- _Activity_
Give the data again exactly, stopping after the "pub use health::HealthApi;" line.

[[ Available data open ]]

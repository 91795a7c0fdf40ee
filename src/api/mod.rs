// API layer - HTTP endpoints
pub mod auth;
pub mod health;
pub mod items;

use std::sync::Arc;

use poem::{EndpointExt, Response, Route, endpoint::BoxEndpoint, middleware::Cors};
use poem_openapi::OpenApiService;

pub use auth::AuthApi;
pub use health::HealthApi;
pub use items::ItemsApi;

use crate::app_data::AppData;

/// Compose the application: OpenAPI service under `/api`, Swagger UI under
/// `/swagger`, permissive CORS on everything
///
/// `server_url` is only advertised in the generated OpenAPI document.
pub fn build_app(app_data: &AppData, server_url: &str) -> BoxEndpoint<'static, Response> {
    let api_service = OpenApiService::new(
        (
            HealthApi::new(app_data.account_service.clone()),
            ItemsApi::new(app_data.catalog.clone()),
            AuthApi::new(app_data.account_service.clone()),
        ),
        "WearHouse API",
        env!("CARGO_PKG_VERSION"),
    )
    .server(server_url);

    let ui = api_service.swagger_ui();

    Route::new()
        .nest("/api", api_service)
        .nest("/swagger", ui)
        .with(Cors::new())
        .map_to_response()
        .boxed()
}
// Errors layer - Error type definitions
pub mod api;
pub mod internal;

// Re-exports for convenience
pub use api::{AuthError, CatalogApiError};
pub use internal::InternalError;
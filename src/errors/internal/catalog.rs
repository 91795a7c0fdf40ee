use thiserror::Error;

/// Catalog load and lookup errors
///
/// Everything except `ItemNotFound` is raised while the catalog is loaded,
/// never while it is queried.
#[derive(Error, Debug)]
pub enum CatalogError {
    #[error("Malformed catalog document: {0}")]
    Malformed(String),

    #[error("Invalid item {id}: {reason}")]
    InvalidItem { id: u64, reason: String },

    #[error("Duplicate item id: {0}")]
    DuplicateItemId(u64),

    #[error("Item not found: {0}")]
    ItemNotFound(u64),
}

impl CatalogError {
    pub fn invalid_item(id: u64, reason: impl Into<String>) -> Self {
        Self::InvalidItem {
            id,
            reason: reason.into(),
        }
    }
}
use std::path::{Path, PathBuf};
use std::sync::Arc;

use tracing_subscriber::{EnvFilter, Layer, fmt, layer::SubscriberExt, util::SubscriberInitExt};

use crate::config::{EnvironmentProvider, SystemEnvironment};

/// Configuration for application logging
#[derive(Debug, Clone, PartialEq, Eq)]
pub struct LoggingConfig {
    pub log_level: String,
    pub app_log_file: Option<PathBuf>,
}

impl LoggingConfig {
    /// Read `LOG_LEVEL` (default `INFO`) and the optional `APP_LOG_FILE`
    pub fn from_env_provider(env_provider: Arc<dyn EnvironmentProvider + Send + Sync>) -> Self {
        let log_level = env_provider
            .get_var("LOG_LEVEL")
            .filter(|v| !v.trim().is_empty())
            .unwrap_or_else(|| "INFO".to_string());

        let app_log_file = env_provider
            .get_var("APP_LOG_FILE")
            .filter(|v| !v.trim().is_empty())
            .map(PathBuf::from);

        Self {
            log_level,
            app_log_file,
        }
    }

    pub fn from_env() -> Self {
        Self::from_env_provider(Arc::new(SystemEnvironment))
    }
}

#[derive(Debug, thiserror::Error)]
pub enum LoggingError {
    #[error("Failed to initialize logging: {0}")]
    InitializationError(String),

    #[error("Invalid log level: {0}")]
    InvalidLogLevel(String),

    #[error("File system error: {0}")]
    FileSystemError(#[from] std::io::Error),
}

/// Initialize the tracing subscriber with console and optional file output
///
/// Reads configuration from environment variables automatically.
pub fn init_logging() -> Result<(), LoggingError> {
    init_logging_with(&LoggingConfig::from_env())
}

pub fn init_logging_with(config: &LoggingConfig) -> Result<(), LoggingError> {
    let env_filter = EnvFilter::try_new(&config.log_level)
        .map_err(|e| LoggingError::InvalidLogLevel(format!("{}: {}", config.log_level, e)))?;

    let console_layer = fmt::layer()
        .with_target(true)
        .with_file(true)
        .with_line_number(true)
        .with_filter(env_filter.clone());

    let subscriber = tracing_subscriber::registry().with(console_layer);

    if let Some(log_file_path) = &config.app_log_file {
        let directory = log_file_path.parent().unwrap_or_else(|| Path::new("."));
        if !directory.as_os_str().is_empty() {
            std::fs::create_dir_all(directory)?;
        }

        let file_name = log_file_path
            .file_name()
            .ok_or_else(|| LoggingError::InitializationError("Invalid log file path".to_string()))?;

        // Daily rotation; the date is appended to the file name
        let file_appender = tracing_appender::rolling::daily(directory, file_name);

        let file_layer = fmt::layer()
            .with_writer(file_appender)
            .with_target(true)
            .with_ansi(false)
            .with_file(true)
            .with_line_number(true)
            .with_filter(env_filter);

        subscriber
            .with(file_layer)
            .try_init()
            .map_err(|e| LoggingError::InitializationError(e.to_string()))?;
    } else {
        subscriber
            .try_init()
            .map_err(|e| LoggingError::InitializationError(e.to_string()))?;
    }

    Ok(())
}
use std::fmt;
use std::path::{Path, PathBuf};
use std::str::FromStr;
use std::sync::Arc;

use crate::config::EnvironmentProvider;
use crate::config::config_spec::ConfigSpec;
use crate::config::errors::ApplicationError;

/// Which `UserStore` variant to build at startup
#[derive(Debug, Clone, Copy, PartialEq, Eq)]
pub enum UserStoreKind {
    Memory,
    File,
}

impl FromStr for UserStoreKind {
    type Err = String;

    fn from_str(value: &str) -> Result<Self, Self::Err> {
        match value.trim().to_lowercase().as_str() {
            "memory" => Ok(Self::Memory),
            "file" => Ok(Self::File),
            other => Err(format!("Unknown user store '{}'. Expected 'memory' or 'file'", other)),
        }
    }
}

impl fmt::Display for UserStoreKind {
    fn fmt(&self, f: &mut fmt::Formatter<'_>) -> fmt::Result {
        match self {
            Self::Memory => write!(f, "memory"),
            Self::File => write!(f, "file"),
        }
    }
}

/// Startup settings: listener address, user store selection, data files
pub struct BootstrapSettings {
    server_host: String,
    server_port: u16,
    user_store: UserStoreKind,
    users_file: PathBuf,
    catalog_file: Option<PathBuf>,
}

impl BootstrapSettings {
    /// Load bootstrap settings from the given environment provider
    pub fn from_env_provider(
        env_provider: Arc<dyn EnvironmentProvider + Send + Sync>,
    ) -> Result<Self, ApplicationError> {
        let host_spec = ConfigSpec::new(env_provider.clone())
            .env_override("HOST")
            .default_value("0.0.0.0")
            .validator(ConfigSpec::validate_host_address);

        let port_spec = ConfigSpec::new(env_provider.clone())
            .env_override("PORT")
            .default_value("3000")
            .validator(|value| ConfigSpec::validate_port_range(value, 1, 65535));

        let user_store_spec = ConfigSpec::new(env_provider.clone())
            .env_override("USER_STORE")
            .default_value("memory")
            .validator(|value| value.parse::<UserStoreKind>().map(|_| ()));

        let users_file_spec = ConfigSpec::new(env_provider.clone())
            .env_override("USERS_FILE")
            .default_value("users.json")
            .min_length(1);

        let catalog_file_spec = ConfigSpec::new(env_provider).env_override("CATALOG_FILE");

        let server_host = host_spec.load_setting_with_source()?.value.trim().to_string();

        let port_value = port_spec.load_setting_with_source()?.value;
        let server_port = ConfigSpec::parse_port(&port_value, "PORT")?;

        let user_store = user_store_spec
            .load_setting_with_source()?
            .value
            .parse::<UserStoreKind>()
            .map_err(|error| ApplicationError::ParseError {
                setting_name: "USER_STORE".to_string(),
                error,
            })?;

        let users_file = PathBuf::from(users_file_spec.load_setting_with_source()?.value);
        let catalog_file = catalog_file_spec.load_optional()?.map(PathBuf::from);

        Ok(Self {
            server_host,
            server_port,
            user_store,
            users_file,
            catalog_file,
        })
    }

    /// Convenience method that uses the system environment provider
    pub fn from_env() -> Result<Self, ApplicationError> {
        use crate::config::SystemEnvironment;
        Self::from_env_provider(Arc::new(SystemEnvironment))
    }

    pub fn server_host(&self) -> &str {
        &self.server_host
    }

    pub fn server_port(&self) -> u16 {
        self.server_port
    }

    pub fn server_address(&self) -> String {
        format!("{}:{}", self.server_host, self.server_port)
    }

    pub fn user_store(&self) -> UserStoreKind {
        self.user_store
    }

    pub fn users_file(&self) -> &Path {
        &self.users_file
    }

    pub fn catalog_file(&self) -> Option<&Path> {
        self.catalog_file.as_deref()
    }
}

impl fmt::Debug for BootstrapSettings {
    fn fmt(&self, f: &mut fmt::Formatter<'_>) -> fmt::Result {
        f.debug_struct("BootstrapSettings")
            .field("server_host", &self.server_host)
            .field("server_port", &self.server_port)
            .field("user_store", &self.user_store)
            .field("users_file", &self.users_file)
            .field("catalog_file", &self.catalog_file)
            .finish()
    }
}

[[ Available data closed ]]

- _Result of the exercise_
repository 91795a7c0fdf40ee
filename src/api/mod.rs
// API layer - HTTP endpoints
pub mod auth;
pub mod health;
pub mod items;

use std::sync::Arc;

use poem::{EndpointExt, Response, Route, endpoint::BoxEndpoint, middleware::Cors};
use poem_openapi::OpenApiService;

pub use auth::AuthApi;
pub use health::HealthApi;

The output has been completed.